I can feel many readers jumping all over this…but then they would have car repairs…and a less reliable vehicle…and…and…and…!
All logical responses. In life, many decisions made can be compared to a game of roulette, you really don’t know what the outcome will be. You may win and you may lose. But some decisions set you up for disaster. Sort of like going to a casino with untapped credit cards and no money in your account. Or taking out a car loan when you land your first good job, prior to being there for any length of time.
In this couple’s case they had to finance their vehicle at a high interest rate because of prior credit challenges, and it left them strapped. So strapped, that paying for maintenance and repairs on the vehicle became challenging. So challenging that they essentially became car poor (kind of like house poor) and eventually lost the vehicle because they were unable to make the payments.
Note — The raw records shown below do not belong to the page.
//! Core types shared by readers and strategies.

use serde::{Deserialize, Serialize};

use crate::error::ReadConsistencyError;

/// Which time step and vertical level to read.
///
/// `None` selects index 0 (or is ignored for arrays without that axis).
#[derive(Debug, Clone, Copy, Default, PartialEq, Eq, Hash, Serialize, Deserialize)]
pub struct Slice {
    pub t_index: Option<usize>,
    pub z_index: Option<usize>,
}

impl Slice {
    /// Create a new slice.
    pub fn new(t_index: Option<usize>, z_index: Option<usize>) -> Self {
        Self { t_index, z_index }
    }

    /// Slice at time step `t`, first level.
    pub fn at_time(t: usize) -> Self {
        Self {
            t_index: Some(t),
            z_index: None,
        }
    }
}

/// A rectangle of raw values returned by an [`crate::ArrayReader`],
/// i fastest.
#[derive(Debug, Clone, PartialEq)]
pub struct RawRectangle {
    pub ni: usize,
    pub nj: usize,
    pub values: Vec<f64>,
}

impl RawRectangle {
    /// Create a new rectangle.
    pub fn new(ni: usize, nj: usize, values: Vec<f64>) -> Self {
        Self { ni, nj, values }
    }

    /// Fail unless this is exactly the `ni` × `nj` rectangle that was asked for.
    pub fn check_shape(&self, ni: usize, nj: usize) -> Result<(), ReadConsistencyError> {
        if self.ni != ni || self.nj != nj || self.values.len() != ni * nj {
            return Err(ReadConsistencyError::ShapeMismatch {
                expected_ni: ni,
                expected_nj: nj,
                ni: self.ni,
                nj: self.nj,
                values: self.values.len(),
            });
        }
        Ok(())
    }

    /// Value at offset `(di, dj)` from the rectangle origin.
    pub fn value(&self, di: usize, dj: usize) -> Result<f64, ReadConsistencyError> {
        let out_of_range = ReadConsistencyError::OutOfRange {
            di,
            dj,
            ni: self.ni,
            nj: self.nj,
        };
        if di >= self.ni || dj >= self.nj {
            return Err(out_of_range);
        }
        self.values.get(dj * self.ni + di).copied().ok_or(out_of_range)
    }
}

/// I/O cost of running a strategy over a pixel map.
#[derive(Debug, Clone, Copy, Default, PartialEq, Eq, Serialize)]
pub struct ReadCost {
    /// Number of `read_rectangle` calls.
    pub read_calls: usize,
    /// Number of values fetched in total.
    pub values_read: usize,
}
//! Source grids: where the data lives.

use std::sync::Arc;

use grid_geometry::{CoordinateAxis, RectilinearGrid, RegularGrid};
use grid_index::SpatialIndex;

use crate::target::AxisPair;

/// A source grid together with whatever is needed to locate points in it.
#[derive(Debug, Clone)]
pub enum SourceGrid {
    /// Curvilinear grid, located through a spatial index.
    Curvilinear(Arc<dyn SpatialIndex>),
    /// Regular lon/lat grid, located by axis arithmetic.
    Regular(RegularGrid),
    /// Lon/lat grid with irregularly spaced axes, located by binary search.
    Rectilinear(RectilinearGrid),
}

impl SourceGrid {
    /// Extent along the fastest-varying axis.
    pub fn ni(&self) -> usize {
        match self {
            Self::Curvilinear(index) => index.grid().ni(),
            Self::Regular(grid) => grid.ni(),
            Self::Rectilinear(grid) => grid.ni(),
        }
    }

    /// Extent along the slow axis.
    pub fn nj(&self) -> usize {
        match self {
            Self::Curvilinear(index) => index.grid().nj(),
            Self::Regular(grid) => grid.nj(),
            Self::Rectilinear(grid) => grid.nj(),
        }
    }

    /// The cell containing (or, for axis-aligned grids, nearest to) a
    /// point.
    pub fn find_cell(&self, lon: f64, lat: f64) -> Option<(usize, usize)> {
        match self {
            Self::Curvilinear(index) => index.nearest_cell(lon, lat),
            Self::Regular(_) | Self::Rectilinear(_) if !(-90.0..=90.0).contains(&lat) => None,
            Self::Regular(grid) => grid.find_cell(lon, lat),
            Self::Rectilinear(grid) => grid.find_cell(lon, lat),
        }
    }

    /// Longitude and latitude axes, for grids whose axes are separable.
    pub fn axes(&self) -> Option<AxisPair<'_>> {
        match self {
            Self::Curvilinear(_) => None,
            Self::Regular(grid) => Some((&grid.x as &dyn CoordinateAxis, &grid.y as &dyn CoordinateAxis)),
            Self::Rectilinear(grid) => Some((&grid.x as &dyn CoordinateAxis, &grid.y as &dyn CoordinateAxis)),
        }
    }
}

impl From<Arc<dyn SpatialIndex>> for SourceGrid {
    fn from(index: Arc<dyn SpatialIndex>) -> Self {
        Self::Curvilinear(index)
    }
}

impl From<RegularGrid> for SourceGrid {
    fn from(grid: RegularGrid) -> Self {
        Self::Regular(grid)
    }
}

impl From<RectilinearGrid> for SourceGrid {
    fn from(grid: RectilinearGrid) -> Self {
        Self::Rectilinear(grid)
    }
}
In addition, they felt that they were taken advantage of by the car dealership and the financing company based on their lack of experience in buying a vehicle, and they probably were. Often times you can get a much -better rate by simply talking to the right person, shopping around or getting independent advice before signing on the dotted line.
So the moral of this story is to ask yourself the hard questions before you jump into your next loan. Have a spending plan in place and track your spending several months (I would argue that years are better) before hand to ensure you know what you can comfortably handle as a payment and still live and plan for emergencies. Think outside the box and ask yourself, “What other alternatives are there to buying a new(er) car?”. Or simply ask, “What do we have to give up in order to afford this payment, and are we willing to do so?”.
In short, make informed decisions, not impulsive ones and reap the rewards in the end. Too often we make decisions because it is better than something else, not because it is right for us. A belief that a car payment is better than repairing the vehicle is a good example. If repairing the vehicle costs you an average of $200 per month and your new car payment is $400 per month, is it better? Maybe, maybe not. Don’t rely on the person selling the vehicle or financing the vehicle to help you answer that question. You have to take that responsibility and be prepared to reap the rewards and/or handle the consequences.